The return of good content
The fans are also some of the show’s most vocal critics, though. “I think I have a love-and-hate relationship with the show," says Aakash Jain, who develops unscripted shows for broadcasters and OTT platforms. Jain cannot stand the “supremely preachy monologues that Anupama bursts into," he says. “The show still has most of the tropes of a masala show, which I’m not too fond of," he adds.
Anupama’s IMDB page has several negative reviews from people who argue that it encourages unrealistic expectations from women in a country that already puts the burden of sacrifice and righteousness on their shoulders alone.
“I hate that the female lead is shown to be a tad too helpless, too unrealistic, and too good to be true," says Mishka Rana. That said, the 22-year-old content creator loves that the show has something for everyone. “My grandmother watches it, so does my brother, my 11-year-old cousin, and my Twitter friends."

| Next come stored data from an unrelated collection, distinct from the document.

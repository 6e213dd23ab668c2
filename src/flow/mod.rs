// SPDX-License-Identifier: GPL-3.0-or-later
// Copyright (C) 2026 Erik van der Tier

//! Single-pass structured flow compiler.
//!
//! A [`FlowCompiler`] owns one compilation unit: the code stream, the branch
//! encoder for the target and two independent patch stacks, one for
//! `.if/.switch` constructs and one for loops. Constructs are compiled in
//! call order with no look-ahead; forward branches are reserved and patched
//! once their target is reached.

pub mod control;
pub mod emitter;
pub mod loops;

use crate::core::codestream::CodeStream;
use crate::core::construct::Construct;
use crate::core::encoder::{BranchEncoder, Condition};
use crate::core::error::{FlowError, FlowErrorKind, FlowWarning, FlowWarningKind};
use crate::core::patch_stack::{PatchSlot, SlotRole, DEFAULT_STACK_CAPACITY};

use control::ControlCompiler;
use emitter::Emitter;
use loops::LoopCompiler;

/// Origin and stack capacities for one compilation unit.
#[derive(Debug, Clone, Copy, PartialEq, Eq)]
pub struct FlowConfig {
    pub origin: u16,
    pub control_depth: usize,
    pub loop_depth: usize,
}

impl Default for FlowConfig {
    fn default() -> Self {
        Self {
            origin: 0,
            control_depth: DEFAULT_STACK_CAPACITY,
            loop_depth: DEFAULT_STACK_CAPACITY,
        }
    }
}

/// One construct invocation with its operand.
#[derive(Debug, Clone, Copy, PartialEq, Eq)]
pub enum FlowOp {
    If(Condition),
    Else,
    EndIf,
    Switch,
    Case(Condition),
    EndCase,
    EndSwitch,
    Do,
    While(Condition),
    Until(Condition),
    EndDo,
    Forever,
    Loop,
    Break,
    Continue,
}

impl FlowOp {
    /// Build an op from a construct keyword; `cond` must be present exactly
    /// when the construct takes one.
    pub fn new(construct: Construct, cond: Option<Condition>) -> Option<Self> {
        let op = match (construct, cond) {
            (Construct::If, Some(cond)) => FlowOp::If(cond),
            (Construct::Case, Some(cond)) => FlowOp::Case(cond),
            (Construct::While, Some(cond)) => FlowOp::While(cond),
            (Construct::Until, Some(cond)) => FlowOp::Until(cond),
            (Construct::Else, None) => FlowOp::Else,
            (Construct::EndIf, None) => FlowOp::EndIf,
            (Construct::Switch, None) => FlowOp::Switch,
            (Construct::EndCase, None) => FlowOp::EndCase,
            (Construct::EndSwitch, None) => FlowOp::EndSwitch,
            (Construct::Do, None) => FlowOp::Do,
            (Construct::EndDo, None) => FlowOp::EndDo,
            (Construct::Forever, None) => FlowOp::Forever,
            (Construct::Loop, None) => FlowOp::Loop,
            (Construct::Break, None) => FlowOp::Break,
            (Construct::Continue, None) => FlowOp::Continue,
            _ => return None,
        };
        Some(op)
    }

    pub fn construct(self) -> Construct {
        match self {
            FlowOp::If(_) => Construct::If,
            FlowOp::Else => Construct::Else,
            FlowOp::EndIf => Construct::EndIf,
            FlowOp::Switch => Construct::Switch,
            FlowOp::Case(_) => Construct::Case,
            FlowOp::EndCase => Construct::EndCase,
            FlowOp::EndSwitch => Construct::EndSwitch,
            FlowOp::Do => Construct::Do,
            FlowOp::While(_) => Construct::While,
            FlowOp::Until(_) => Construct::Until,
            FlowOp::EndDo => Construct::EndDo,
            FlowOp::Forever => Construct::Forever,
            FlowOp::Loop => Construct::Loop,
            FlowOp::Break => Construct::Break,
            FlowOp::Continue => Construct::Continue,
        }
    }
}

pub struct FlowCompiler {
    code: CodeStream,
    encoder: Box<dyn BranchEncoder>,
    control: ControlCompiler,
    loops: LoopCompiler,
    line: u32,
    warnings: Vec<FlowWarning>,
}

impl FlowCompiler {
    pub fn new(encoder: Box<dyn BranchEncoder>, config: FlowConfig) -> Self {
        Self {
            code: CodeStream::new(config.origin, encoder.byte_order()),
            encoder,
            control: ControlCompiler::new(config.control_depth),
            loops: LoopCompiler::new(config.loop_depth),
            line: 0,
            warnings: Vec::new(),
        }
    }

    /// Source line attributed to subsequent constructs and errors.
    pub fn set_line(&mut self, line: u32) {
        self.line = line;
    }

    pub fn line(&self) -> u32 {
        self.line
    }

    pub fn here(&self) -> u16 {
        self.code.here()
    }

    /// Move the origin. Only possible before anything has been emitted and
    /// while no construct is open, since open slots hold absolute addresses.
    pub fn set_origin(&mut self, origin: u16) -> bool {
        if !self.code.is_empty() || self.control.depth() != 0 || self.loops.depth() != 0 {
            return false;
        }
        self.code = CodeStream::new(origin, self.encoder.byte_order());
        true
    }

    pub fn encoder(&self) -> &dyn BranchEncoder {
        self.encoder.as_ref()
    }

    pub fn code(&self) -> &CodeStream {
        &self.code
    }

    pub fn control_depth(&self) -> usize {
        self.control.depth()
    }

    pub fn loop_depth(&self) -> usize {
        self.loops.depth()
    }

    pub fn warnings(&self) -> &[FlowWarning] {
        &self.warnings
    }

    /// Append plain (non-flow) bytes.
    pub fn emit(&mut self, bytes: &[u8]) -> Result<u16, FlowError> {
        let line = self.line;
        self.code
            .emit(bytes)
            .map_err(|kind| FlowError::new(kind, line))
    }

    pub fn if_open(&mut self, cond: Condition) -> Result<(), FlowError> {
        self.with_control(Construct::If, |control, out, line| {
            control.if_open(out, cond, line)
        })
    }

    pub fn else_branch(&mut self) -> Result<(), FlowError> {
        self.with_control(Construct::Else, |control, out, line| {
            control.else_branch(out, line)
        })
    }

    pub fn end_if(&mut self) -> Result<(), FlowError> {
        self.with_control(Construct::EndIf, |control, out, _| control.end_if(out))
    }

    pub fn switch_open(&mut self) -> Result<(), FlowError> {
        self.with_control(Construct::Switch, |control, out, line| {
            control.switch_open(out, line)
        })
    }

    pub fn case_test(&mut self, cond: Condition) -> Result<(), FlowError> {
        self.with_control(Construct::Case, |control, out, line| {
            control.case_test(out, cond, line)
        })
    }

    pub fn end_case(&mut self) -> Result<(), FlowError> {
        self.with_control(Construct::EndCase, |control, out, _| control.end_case(out))
    }

    pub fn end_switch(&mut self) -> Result<(), FlowError> {
        self.with_control(Construct::EndSwitch, |control, out, _| {
            control.end_switch(out)
        })
    }

    pub fn do_open(&mut self) -> Result<(), FlowError> {
        self.with_loops(Construct::Do, |loops, out, line| loops.do_open(out, line))
    }

    pub fn while_cond(&mut self, cond: Condition) -> Result<(), FlowError> {
        self.with_loops(Construct::While, |loops, out, line| {
            loops.while_cond(out, cond, line)
        })
    }

    pub fn until_cond(&mut self, cond: Condition) -> Result<(), FlowError> {
        self.with_loops(Construct::Until, |loops, out, line| {
            loops.until_cond(out, cond, line)
        })
    }

    pub fn end_do(&mut self) -> Result<(), FlowError> {
        self.with_loops(Construct::EndDo, |loops, out, _| loops.end_do(out))
            .map(|_| ())
    }

    /// Close the innermost loop with an unconditional backward branch.
    ///
    /// A loop closed this way with no `.while`, `.until` or `.break` never
    /// terminates; that is recorded as a warning rather than an error.
    pub fn forever(&mut self) -> Result<(), FlowError> {
        let had_exit = self.with_loops(Construct::Forever, |loops, out, _| loops.forever(out))?;
        if !had_exit {
            let warning = FlowWarning {
                kind: FlowWarningKind::EndlessLoop,
                line: self.line,
            };
            tracing::debug!(line = self.line, code = warning.code(), "{warning}");
            self.warnings.push(warning);
        }
        Ok(())
    }

    pub fn counted_loop(&mut self) -> Result<(), FlowError> {
        self.with_loops(Construct::Loop, |loops, out, _| loops.counted_loop(out))
            .map(|_| ())
    }

    pub fn break_loop(&mut self) -> Result<(), FlowError> {
        self.with_loops(Construct::Break, |loops, out, line| {
            loops.break_loop(out, line)
        })
    }

    pub fn continue_loop(&mut self) -> Result<(), FlowError> {
        self.with_loops(Construct::Continue, |loops, out, _| loops.continue_loop(out))
    }

    pub fn apply(&mut self, op: FlowOp) -> Result<(), FlowError> {
        match op {
            FlowOp::If(cond) => self.if_open(cond),
            FlowOp::Else => self.else_branch(),
            FlowOp::EndIf => self.end_if(),
            FlowOp::Switch => self.switch_open(),
            FlowOp::Case(cond) => self.case_test(cond),
            FlowOp::EndCase => self.end_case(),
            FlowOp::EndSwitch => self.end_switch(),
            FlowOp::Do => self.do_open(),
            FlowOp::While(cond) => self.while_cond(cond),
            FlowOp::Until(cond) => self.until_cond(cond),
            FlowOp::EndDo => self.end_do(),
            FlowOp::Forever => self.forever(),
            FlowOp::Loop => self.counted_loop(),
            FlowOp::Break => self.break_loop(),
            FlowOp::Continue => self.continue_loop(),
        }
    }

    /// End the compilation unit.
    ///
    /// Fails if any reserved operand was never patched or any construct is
    /// still open; the error carries the line of the innermost open construct.
    pub fn finish(self) -> Result<CodeStream, FlowError> {
        let innermost = self
            .control
            .stack()
            .iter()
            .chain(
                self.loops
                    .stack()
                    .iter()
                    .filter(|slot| slot.role == SlotRole::LoopEntry),
            )
            .max_by_key(|slot| slot.line)
            .copied();
        let unresolved = self.code.unresolved_count();
        let kind = match innermost {
            _ if unresolved > 0 => FlowErrorKind::UnresolvedReferenceAtEnd {
                count: unresolved,
                opened_by: innermost.map(opened_by),
            },
            Some(slot) => FlowErrorKind::UnclosedConstruct {
                construct: opened_by(slot),
            },
            None => {
                tracing::debug!(
                    bytes = self.code.len(),
                    patches = self.code.patch_count(),
                    "flow compilation finished"
                );
                return Ok(self.code);
            }
        };
        let line = innermost.map_or(self.line, |slot| slot.line);
        Err(FlowError::new(kind, line))
    }

    fn with_control<F>(&mut self, construct: Construct, op: F) -> Result<(), FlowError>
    where
        F: FnOnce(&mut ControlCompiler, &mut Emitter<'_>, u32) -> Result<(), FlowErrorKind>,
    {
        let line = self.line;
        let mut out = Emitter::new(&mut self.code, self.encoder.as_ref());
        op(&mut self.control, &mut out, line).map_err(|kind| FlowError::new(kind, line))?;
        tracing::debug!(
            %construct,
            line,
            here = self.code.here(),
            depth = self.control.depth(),
            "control construct"
        );
        Ok(())
    }

    fn with_loops<T, F>(&mut self, construct: Construct, op: F) -> Result<T, FlowError>
    where
        F: FnOnce(&mut LoopCompiler, &mut Emitter<'_>, u32) -> Result<T, FlowErrorKind>,
    {
        let line = self.line;
        let mut out = Emitter::new(&mut self.code, self.encoder.as_ref());
        let value =
            op(&mut self.loops, &mut out, line).map_err(|kind| FlowError::new(kind, line))?;
        tracing::debug!(
            %construct,
            line,
            here = self.code.here(),
            depth = self.loops.depth(),
            "loop construct"
        );
        Ok(value)
    }
}

fn opened_by(slot: PatchSlot) -> Construct {
    match slot.role {
        SlotRole::IfBranch => Construct::If,
        SlotRole::ElseBranch => Construct::Else,
        SlotRole::SwitchExit => Construct::Switch,
        SlotRole::CaseTest => Construct::Case,
        SlotRole::LoopEntry | SlotRole::LoopExit => Construct::Do,
    }
}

Some, like Midhu Saji, hesitate to admit that they watch and enjoy the show’s adaptation in their native language. “I got into the habit of watching Kudumbavilakku (Malayalam for ‘light of the family’) while spending time with my grandparents," says the 26-year-old content manager from Kochi in Kerala. “Even though my husband tells everyone I watch this show, I don’t talk about it with my peers because only the elderly watch Malayalam TV serials," says Saji.
Vaz of Disney Star gets this all the time, he says. “Ask people if they watch the show, and they’ll vehemently deny. Five minutes later, they’ll be telling you everything that’s happened in the story till now," he quips.
This isn’t the first time Disney Star has tried the reimagining route to programming. Diya Aur Baati Hum from 2011 was adapted in five regional languages. Karuthamuthu (2014-19), one of the longest-running Malayalam shows, was adapted into six languages. 2015’s Potol Kumar Gaanwala from Bangla led to five language remakes, too. But this is certainly their most successful attempt.
The popularity of Anupama—it also has an online 11-episode spinoff streaming on Disney+ Hotstar called Anupama: Namaste America—proves that good content still has takers, says Grewal of Ormax. “TV had a similar phase during the waning days of Kyunki Saas Bhi Kabhi Bahu Thi," she recalls.
Shows like Balika Vadhu became popular on the strength of strong writing and a sharp focus on women’s rights. Then somewhere around 2015-16, TV began to lose the plot again with family dramas suddenly veering towards outlandish plots. Since then, the Hindi GEC category has been struggling to regain its glory days. Anupama launched immediately post the pandemic-induced lockdown and went on to become an instant hit. More channels have launched shows with progressive themes and strong female leads, she notes. “But the category is yet to find its feet again."
Television has phases and then it has ages. If the 1980s were the age of Buniyaad, the 1990s were about Shanti. Kyunki Saas Bhi Kabhi Bahu Thi dominated eight years of the aughts and is relevant in online pop culture even today, 14 years after the show got over. While Anupama has surely managed to replace the disdain for TV content among certain audience groups with applause, it is hard to say if it’ll be able to enjoy a similar legacy 10 years from now given how fragmented the internet is and how fast it forgets. Perhaps, only time (and a trending meme on web 3) will tell if this will be remembered as the age of Anupama.